--- Problem to solve ---
Identify each line below that contains the word "struct", and copy it out.

--- Task data ---

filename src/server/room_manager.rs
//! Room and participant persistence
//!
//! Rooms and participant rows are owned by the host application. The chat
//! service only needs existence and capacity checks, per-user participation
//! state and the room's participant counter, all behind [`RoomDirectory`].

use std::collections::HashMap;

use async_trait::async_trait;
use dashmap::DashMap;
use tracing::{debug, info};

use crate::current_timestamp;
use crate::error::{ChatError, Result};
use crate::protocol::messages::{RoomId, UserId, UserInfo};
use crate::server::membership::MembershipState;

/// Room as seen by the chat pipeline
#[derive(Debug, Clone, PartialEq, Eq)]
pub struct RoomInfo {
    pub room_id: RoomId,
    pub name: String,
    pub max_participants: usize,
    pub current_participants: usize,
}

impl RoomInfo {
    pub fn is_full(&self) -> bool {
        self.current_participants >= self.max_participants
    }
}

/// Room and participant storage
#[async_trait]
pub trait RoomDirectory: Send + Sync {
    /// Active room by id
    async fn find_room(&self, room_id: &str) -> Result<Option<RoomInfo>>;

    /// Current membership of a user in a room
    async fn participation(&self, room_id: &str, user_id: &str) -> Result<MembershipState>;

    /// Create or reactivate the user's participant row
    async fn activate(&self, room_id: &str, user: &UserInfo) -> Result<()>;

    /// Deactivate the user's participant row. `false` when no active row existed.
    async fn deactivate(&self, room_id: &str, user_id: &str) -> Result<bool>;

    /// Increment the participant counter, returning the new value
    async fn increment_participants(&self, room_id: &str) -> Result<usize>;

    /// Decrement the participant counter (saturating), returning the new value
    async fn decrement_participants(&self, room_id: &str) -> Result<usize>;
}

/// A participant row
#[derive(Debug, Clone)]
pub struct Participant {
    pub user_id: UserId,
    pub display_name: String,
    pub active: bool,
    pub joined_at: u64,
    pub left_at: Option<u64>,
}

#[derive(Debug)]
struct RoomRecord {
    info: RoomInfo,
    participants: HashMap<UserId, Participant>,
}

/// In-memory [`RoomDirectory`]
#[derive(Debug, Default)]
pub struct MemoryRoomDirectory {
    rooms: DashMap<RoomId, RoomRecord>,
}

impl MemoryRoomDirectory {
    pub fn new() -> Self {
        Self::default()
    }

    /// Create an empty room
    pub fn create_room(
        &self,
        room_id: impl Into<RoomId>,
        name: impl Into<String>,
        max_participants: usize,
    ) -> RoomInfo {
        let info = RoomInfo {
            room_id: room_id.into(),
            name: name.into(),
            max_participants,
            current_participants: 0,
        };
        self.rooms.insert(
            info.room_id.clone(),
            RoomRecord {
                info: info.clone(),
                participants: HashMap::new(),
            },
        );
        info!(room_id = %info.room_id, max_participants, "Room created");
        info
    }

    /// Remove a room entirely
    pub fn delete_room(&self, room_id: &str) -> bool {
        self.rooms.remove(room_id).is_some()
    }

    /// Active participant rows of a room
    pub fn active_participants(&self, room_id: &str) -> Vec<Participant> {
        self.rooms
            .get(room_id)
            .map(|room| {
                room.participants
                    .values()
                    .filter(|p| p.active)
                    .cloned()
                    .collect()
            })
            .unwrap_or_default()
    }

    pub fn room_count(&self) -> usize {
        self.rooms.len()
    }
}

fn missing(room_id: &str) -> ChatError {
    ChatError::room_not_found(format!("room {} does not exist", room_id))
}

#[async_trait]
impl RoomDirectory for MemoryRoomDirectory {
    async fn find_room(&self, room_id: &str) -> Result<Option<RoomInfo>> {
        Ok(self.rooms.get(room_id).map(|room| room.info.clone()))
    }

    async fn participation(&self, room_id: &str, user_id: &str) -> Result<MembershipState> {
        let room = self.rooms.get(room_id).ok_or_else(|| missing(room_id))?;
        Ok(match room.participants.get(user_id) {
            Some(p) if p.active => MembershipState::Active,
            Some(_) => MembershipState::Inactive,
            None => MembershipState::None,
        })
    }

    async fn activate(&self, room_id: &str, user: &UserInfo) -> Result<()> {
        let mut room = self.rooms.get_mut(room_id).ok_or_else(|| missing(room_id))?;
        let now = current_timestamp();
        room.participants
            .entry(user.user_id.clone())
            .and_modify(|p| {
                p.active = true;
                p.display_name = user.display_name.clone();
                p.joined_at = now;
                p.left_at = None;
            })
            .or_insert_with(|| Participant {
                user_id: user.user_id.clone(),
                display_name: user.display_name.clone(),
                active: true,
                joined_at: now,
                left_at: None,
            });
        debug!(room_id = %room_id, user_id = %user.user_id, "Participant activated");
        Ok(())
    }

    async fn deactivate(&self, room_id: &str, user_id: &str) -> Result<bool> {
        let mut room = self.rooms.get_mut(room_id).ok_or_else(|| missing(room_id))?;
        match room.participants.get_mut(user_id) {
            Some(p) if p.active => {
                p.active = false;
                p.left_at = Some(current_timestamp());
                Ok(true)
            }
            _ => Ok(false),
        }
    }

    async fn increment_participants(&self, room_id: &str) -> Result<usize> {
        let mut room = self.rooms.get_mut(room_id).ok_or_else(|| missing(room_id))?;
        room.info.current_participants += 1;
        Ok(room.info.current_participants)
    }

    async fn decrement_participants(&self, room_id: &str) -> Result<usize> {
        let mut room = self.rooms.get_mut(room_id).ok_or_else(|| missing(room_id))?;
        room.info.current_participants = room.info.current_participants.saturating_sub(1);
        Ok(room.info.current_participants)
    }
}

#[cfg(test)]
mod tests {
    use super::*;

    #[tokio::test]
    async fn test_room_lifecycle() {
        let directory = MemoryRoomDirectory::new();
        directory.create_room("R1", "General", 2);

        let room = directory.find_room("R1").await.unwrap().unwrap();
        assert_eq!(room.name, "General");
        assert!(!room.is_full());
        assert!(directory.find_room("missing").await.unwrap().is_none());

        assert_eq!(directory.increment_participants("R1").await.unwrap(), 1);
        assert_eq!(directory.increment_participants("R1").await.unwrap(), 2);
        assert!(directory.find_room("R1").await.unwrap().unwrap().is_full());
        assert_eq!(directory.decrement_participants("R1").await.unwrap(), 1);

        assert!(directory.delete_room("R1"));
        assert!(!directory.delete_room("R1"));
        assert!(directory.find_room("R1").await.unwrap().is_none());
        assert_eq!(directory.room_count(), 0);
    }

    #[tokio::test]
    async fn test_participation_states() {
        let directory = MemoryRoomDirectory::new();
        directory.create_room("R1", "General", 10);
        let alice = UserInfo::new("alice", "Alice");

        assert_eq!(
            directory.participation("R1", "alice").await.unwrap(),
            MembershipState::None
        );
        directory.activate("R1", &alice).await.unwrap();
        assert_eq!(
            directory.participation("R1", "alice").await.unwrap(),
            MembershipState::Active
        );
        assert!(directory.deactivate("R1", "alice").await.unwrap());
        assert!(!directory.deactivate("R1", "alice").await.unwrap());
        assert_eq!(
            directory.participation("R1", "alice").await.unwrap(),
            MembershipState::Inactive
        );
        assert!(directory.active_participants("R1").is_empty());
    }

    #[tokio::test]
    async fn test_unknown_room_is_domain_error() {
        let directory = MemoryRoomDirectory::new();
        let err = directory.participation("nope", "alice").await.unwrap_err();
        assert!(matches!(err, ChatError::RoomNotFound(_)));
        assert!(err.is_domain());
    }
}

...

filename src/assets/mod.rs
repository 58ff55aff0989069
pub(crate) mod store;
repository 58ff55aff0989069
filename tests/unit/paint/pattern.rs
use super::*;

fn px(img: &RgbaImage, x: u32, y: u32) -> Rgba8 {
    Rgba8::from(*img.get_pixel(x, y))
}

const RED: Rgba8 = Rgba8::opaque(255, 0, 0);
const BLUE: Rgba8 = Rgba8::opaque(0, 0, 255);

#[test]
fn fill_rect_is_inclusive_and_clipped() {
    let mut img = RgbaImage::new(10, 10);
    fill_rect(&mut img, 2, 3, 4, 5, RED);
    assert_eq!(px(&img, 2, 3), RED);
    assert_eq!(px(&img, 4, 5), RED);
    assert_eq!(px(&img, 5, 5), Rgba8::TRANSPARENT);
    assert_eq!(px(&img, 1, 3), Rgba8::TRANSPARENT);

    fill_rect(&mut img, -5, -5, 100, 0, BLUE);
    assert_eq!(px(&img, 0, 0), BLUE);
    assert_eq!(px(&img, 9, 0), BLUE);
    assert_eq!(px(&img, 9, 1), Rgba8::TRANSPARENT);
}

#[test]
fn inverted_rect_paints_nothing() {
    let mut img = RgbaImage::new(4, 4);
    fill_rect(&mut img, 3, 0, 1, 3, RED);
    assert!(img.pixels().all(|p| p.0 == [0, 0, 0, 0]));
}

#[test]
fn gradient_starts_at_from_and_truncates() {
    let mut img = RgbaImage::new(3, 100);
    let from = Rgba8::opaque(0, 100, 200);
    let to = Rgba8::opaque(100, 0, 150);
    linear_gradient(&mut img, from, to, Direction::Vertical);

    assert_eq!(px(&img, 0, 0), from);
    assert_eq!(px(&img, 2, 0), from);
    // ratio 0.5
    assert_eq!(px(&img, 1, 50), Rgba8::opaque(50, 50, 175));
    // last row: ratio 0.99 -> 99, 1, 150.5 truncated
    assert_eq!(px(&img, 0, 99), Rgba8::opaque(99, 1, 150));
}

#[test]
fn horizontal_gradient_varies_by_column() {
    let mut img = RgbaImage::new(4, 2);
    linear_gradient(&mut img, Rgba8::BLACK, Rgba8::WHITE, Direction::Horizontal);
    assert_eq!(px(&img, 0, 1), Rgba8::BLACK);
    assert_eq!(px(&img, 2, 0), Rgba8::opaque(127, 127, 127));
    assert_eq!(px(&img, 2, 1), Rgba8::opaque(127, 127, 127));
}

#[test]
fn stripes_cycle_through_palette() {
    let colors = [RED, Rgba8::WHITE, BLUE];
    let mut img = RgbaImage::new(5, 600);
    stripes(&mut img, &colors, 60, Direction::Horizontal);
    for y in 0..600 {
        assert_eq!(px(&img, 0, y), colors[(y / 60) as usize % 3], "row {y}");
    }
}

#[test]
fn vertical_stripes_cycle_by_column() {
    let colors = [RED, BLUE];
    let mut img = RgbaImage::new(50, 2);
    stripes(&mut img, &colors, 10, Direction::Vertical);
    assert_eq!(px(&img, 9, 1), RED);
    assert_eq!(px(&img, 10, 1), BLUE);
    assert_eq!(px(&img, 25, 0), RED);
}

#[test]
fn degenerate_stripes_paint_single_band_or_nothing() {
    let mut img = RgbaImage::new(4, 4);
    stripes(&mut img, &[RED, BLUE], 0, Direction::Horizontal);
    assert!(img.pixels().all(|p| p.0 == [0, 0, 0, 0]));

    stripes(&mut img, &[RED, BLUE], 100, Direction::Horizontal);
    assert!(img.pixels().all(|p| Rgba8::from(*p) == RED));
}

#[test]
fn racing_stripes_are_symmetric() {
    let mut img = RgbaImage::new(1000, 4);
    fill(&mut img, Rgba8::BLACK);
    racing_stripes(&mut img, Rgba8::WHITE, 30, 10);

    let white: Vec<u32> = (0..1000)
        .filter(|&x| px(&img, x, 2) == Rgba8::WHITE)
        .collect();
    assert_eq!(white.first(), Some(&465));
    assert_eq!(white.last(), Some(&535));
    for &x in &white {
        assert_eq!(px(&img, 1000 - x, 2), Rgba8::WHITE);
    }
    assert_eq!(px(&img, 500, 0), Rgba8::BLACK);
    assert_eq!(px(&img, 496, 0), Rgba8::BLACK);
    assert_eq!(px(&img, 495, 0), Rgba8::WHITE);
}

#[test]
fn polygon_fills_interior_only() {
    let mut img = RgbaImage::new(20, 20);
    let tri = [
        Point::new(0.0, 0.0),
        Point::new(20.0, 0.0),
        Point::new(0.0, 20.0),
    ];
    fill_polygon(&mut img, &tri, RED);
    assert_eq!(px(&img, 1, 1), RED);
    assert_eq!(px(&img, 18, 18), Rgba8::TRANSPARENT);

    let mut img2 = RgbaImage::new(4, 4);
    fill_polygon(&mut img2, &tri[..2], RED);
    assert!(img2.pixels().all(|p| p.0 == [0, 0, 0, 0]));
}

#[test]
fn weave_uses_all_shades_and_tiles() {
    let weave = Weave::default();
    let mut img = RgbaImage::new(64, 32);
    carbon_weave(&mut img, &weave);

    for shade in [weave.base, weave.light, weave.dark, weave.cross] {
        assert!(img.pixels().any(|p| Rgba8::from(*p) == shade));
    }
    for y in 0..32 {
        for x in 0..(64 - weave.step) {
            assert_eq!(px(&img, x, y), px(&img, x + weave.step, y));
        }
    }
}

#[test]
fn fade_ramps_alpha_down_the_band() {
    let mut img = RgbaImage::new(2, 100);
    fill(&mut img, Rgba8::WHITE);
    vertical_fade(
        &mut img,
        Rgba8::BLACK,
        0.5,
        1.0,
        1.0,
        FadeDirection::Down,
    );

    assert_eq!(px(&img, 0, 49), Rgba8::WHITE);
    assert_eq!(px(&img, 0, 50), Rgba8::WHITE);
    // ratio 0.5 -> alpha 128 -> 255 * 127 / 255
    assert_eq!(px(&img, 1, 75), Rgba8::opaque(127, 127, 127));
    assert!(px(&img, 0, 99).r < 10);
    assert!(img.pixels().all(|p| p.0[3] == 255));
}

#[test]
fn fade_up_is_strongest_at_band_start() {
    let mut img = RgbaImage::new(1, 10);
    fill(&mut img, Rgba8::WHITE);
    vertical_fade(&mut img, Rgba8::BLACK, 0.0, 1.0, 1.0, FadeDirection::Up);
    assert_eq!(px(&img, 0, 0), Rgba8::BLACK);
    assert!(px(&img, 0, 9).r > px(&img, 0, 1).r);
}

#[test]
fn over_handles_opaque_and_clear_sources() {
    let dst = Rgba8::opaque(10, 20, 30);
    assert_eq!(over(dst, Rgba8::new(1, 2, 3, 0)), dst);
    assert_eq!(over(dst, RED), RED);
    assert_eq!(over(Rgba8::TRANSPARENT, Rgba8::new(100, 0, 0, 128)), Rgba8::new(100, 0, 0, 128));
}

--- The completed task ---
pub struct RoomInfo {
pub struct Participant {
struct RoomRecord {
pub struct MemoryRoomDirectory {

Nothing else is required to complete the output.